Task prompt:
Read through the listing below, and copy every line where the string "accessibility" appears.

Dataset records:
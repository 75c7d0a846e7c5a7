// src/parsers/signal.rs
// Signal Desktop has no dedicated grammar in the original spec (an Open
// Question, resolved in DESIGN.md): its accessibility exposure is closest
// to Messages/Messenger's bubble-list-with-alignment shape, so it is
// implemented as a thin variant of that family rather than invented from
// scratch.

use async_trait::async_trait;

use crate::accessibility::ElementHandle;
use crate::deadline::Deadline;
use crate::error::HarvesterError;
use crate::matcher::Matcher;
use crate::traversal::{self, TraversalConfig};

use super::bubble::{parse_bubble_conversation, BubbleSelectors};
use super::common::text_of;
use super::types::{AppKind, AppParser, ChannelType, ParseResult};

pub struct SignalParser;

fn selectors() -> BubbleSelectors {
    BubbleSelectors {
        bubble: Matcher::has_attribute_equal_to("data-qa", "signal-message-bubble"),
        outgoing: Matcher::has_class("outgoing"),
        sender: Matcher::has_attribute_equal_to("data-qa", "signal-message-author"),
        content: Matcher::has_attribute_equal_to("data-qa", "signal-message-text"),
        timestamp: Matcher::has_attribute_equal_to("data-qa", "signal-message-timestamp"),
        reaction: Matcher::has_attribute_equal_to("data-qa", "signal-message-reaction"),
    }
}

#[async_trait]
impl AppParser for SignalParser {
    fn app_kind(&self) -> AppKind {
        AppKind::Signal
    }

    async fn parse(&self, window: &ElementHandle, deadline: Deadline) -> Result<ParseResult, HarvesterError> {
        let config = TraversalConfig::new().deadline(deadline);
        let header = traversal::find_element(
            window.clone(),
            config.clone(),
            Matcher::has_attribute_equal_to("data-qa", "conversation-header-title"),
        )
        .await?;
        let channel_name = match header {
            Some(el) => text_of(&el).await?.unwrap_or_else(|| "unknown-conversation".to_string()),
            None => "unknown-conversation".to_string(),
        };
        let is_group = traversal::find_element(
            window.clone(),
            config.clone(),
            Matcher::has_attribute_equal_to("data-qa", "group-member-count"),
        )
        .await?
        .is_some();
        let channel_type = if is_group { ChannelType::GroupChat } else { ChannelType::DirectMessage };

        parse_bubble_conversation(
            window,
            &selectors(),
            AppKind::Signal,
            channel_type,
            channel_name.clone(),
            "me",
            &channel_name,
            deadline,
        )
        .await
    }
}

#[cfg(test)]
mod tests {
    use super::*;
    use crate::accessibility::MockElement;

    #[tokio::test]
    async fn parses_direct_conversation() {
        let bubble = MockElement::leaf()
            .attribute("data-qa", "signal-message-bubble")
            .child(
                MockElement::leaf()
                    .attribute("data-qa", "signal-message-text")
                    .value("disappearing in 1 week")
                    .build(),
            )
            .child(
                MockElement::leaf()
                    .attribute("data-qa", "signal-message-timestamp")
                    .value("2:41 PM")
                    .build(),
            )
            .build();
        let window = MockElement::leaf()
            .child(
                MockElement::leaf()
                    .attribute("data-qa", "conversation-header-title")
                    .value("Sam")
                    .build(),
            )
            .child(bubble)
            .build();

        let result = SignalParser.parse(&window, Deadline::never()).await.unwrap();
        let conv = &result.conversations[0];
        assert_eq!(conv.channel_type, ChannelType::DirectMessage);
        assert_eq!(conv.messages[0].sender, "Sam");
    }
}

...

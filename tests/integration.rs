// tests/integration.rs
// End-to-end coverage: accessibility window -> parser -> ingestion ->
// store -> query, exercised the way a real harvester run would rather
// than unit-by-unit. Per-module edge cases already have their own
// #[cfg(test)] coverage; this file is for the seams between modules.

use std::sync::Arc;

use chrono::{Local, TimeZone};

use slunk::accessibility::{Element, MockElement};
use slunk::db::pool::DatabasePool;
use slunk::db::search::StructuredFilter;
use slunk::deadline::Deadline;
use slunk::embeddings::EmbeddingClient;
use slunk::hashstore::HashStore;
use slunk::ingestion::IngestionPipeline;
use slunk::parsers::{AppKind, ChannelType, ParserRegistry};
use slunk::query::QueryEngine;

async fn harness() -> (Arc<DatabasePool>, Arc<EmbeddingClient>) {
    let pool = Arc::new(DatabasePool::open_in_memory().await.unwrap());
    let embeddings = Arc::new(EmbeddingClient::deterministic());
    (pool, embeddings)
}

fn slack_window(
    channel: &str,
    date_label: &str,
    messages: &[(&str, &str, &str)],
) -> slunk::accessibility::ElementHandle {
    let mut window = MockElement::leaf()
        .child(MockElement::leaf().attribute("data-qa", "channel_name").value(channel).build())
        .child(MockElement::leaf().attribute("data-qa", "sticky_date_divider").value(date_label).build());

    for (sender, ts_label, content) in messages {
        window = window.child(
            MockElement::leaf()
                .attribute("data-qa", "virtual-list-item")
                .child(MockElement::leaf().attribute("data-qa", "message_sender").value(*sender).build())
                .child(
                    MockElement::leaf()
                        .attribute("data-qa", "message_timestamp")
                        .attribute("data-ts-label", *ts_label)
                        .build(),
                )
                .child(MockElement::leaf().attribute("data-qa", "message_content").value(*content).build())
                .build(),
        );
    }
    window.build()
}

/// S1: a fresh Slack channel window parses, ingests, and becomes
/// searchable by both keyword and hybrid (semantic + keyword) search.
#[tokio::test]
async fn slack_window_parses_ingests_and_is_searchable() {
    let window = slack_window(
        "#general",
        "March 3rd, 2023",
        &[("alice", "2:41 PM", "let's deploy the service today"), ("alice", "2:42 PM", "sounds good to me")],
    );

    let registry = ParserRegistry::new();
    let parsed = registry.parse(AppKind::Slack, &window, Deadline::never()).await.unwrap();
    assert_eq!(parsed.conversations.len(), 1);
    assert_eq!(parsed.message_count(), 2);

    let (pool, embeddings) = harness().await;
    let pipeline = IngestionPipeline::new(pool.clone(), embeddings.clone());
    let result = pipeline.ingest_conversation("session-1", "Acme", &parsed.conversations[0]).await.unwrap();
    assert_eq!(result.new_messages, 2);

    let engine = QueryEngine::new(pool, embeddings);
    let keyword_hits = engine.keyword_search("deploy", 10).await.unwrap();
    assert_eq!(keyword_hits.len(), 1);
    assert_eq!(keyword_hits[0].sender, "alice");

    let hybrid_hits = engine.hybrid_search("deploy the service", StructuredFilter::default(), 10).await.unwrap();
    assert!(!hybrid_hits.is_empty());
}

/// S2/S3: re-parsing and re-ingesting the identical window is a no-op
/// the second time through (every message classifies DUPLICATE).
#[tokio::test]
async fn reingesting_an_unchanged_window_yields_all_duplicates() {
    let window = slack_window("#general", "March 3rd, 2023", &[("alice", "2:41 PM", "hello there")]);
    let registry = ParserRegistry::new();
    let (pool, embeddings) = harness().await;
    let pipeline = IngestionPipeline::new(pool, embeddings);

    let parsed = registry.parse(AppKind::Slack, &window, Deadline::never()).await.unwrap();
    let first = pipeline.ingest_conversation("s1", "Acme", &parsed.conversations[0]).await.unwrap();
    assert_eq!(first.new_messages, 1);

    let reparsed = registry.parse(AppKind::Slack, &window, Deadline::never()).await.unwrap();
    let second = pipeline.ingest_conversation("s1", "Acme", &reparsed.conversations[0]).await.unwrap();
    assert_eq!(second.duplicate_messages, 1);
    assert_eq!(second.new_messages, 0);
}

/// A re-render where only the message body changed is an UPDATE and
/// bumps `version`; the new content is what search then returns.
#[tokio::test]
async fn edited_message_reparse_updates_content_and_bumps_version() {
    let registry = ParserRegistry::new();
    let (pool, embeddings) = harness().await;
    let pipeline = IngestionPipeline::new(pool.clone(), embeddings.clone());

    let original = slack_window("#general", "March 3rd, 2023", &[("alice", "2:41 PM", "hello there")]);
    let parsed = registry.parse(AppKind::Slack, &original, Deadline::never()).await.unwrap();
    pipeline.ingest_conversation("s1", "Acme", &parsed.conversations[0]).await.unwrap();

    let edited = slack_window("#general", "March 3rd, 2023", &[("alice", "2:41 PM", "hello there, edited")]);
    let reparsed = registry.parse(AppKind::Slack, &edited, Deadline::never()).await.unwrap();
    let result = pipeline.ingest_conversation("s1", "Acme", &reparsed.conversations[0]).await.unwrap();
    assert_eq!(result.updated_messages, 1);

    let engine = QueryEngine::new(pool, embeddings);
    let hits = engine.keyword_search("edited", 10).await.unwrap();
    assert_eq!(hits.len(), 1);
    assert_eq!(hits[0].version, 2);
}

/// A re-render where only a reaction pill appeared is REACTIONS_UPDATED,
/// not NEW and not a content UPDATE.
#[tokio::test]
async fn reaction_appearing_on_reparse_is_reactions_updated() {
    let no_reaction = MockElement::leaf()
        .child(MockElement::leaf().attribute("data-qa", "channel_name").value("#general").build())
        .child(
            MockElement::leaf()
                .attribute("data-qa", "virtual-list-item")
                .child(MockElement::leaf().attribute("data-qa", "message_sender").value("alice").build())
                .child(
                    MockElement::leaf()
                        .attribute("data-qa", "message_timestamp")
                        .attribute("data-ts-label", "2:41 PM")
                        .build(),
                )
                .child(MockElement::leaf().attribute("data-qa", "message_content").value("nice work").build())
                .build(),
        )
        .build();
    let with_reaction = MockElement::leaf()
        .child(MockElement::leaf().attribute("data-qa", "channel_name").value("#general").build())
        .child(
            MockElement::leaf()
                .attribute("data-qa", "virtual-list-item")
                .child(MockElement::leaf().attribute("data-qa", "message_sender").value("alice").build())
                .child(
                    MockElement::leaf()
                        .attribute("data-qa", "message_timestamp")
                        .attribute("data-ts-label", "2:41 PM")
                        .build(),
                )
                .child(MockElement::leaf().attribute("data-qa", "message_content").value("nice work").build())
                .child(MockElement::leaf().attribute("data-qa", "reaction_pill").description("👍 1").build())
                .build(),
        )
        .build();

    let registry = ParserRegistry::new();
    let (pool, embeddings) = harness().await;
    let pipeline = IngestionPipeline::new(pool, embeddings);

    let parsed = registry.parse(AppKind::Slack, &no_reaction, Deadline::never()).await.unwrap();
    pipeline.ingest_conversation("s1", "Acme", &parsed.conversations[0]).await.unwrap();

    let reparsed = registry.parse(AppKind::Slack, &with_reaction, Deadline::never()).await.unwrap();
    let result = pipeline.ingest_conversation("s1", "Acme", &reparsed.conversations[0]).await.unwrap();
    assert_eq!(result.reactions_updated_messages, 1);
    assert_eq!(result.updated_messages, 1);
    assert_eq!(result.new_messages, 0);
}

Answer section:
// Question, resolved in DESIGN.md): its accessibility exposure is closest
use crate::accessibility::ElementHandle;
    use crate::accessibility::MockElement;
// End-to-end coverage: accessibility window -> parser -> ingestion ->
use slunk::accessibility::{Element, MockElement};
) -> slunk::accessibility::ElementHandle {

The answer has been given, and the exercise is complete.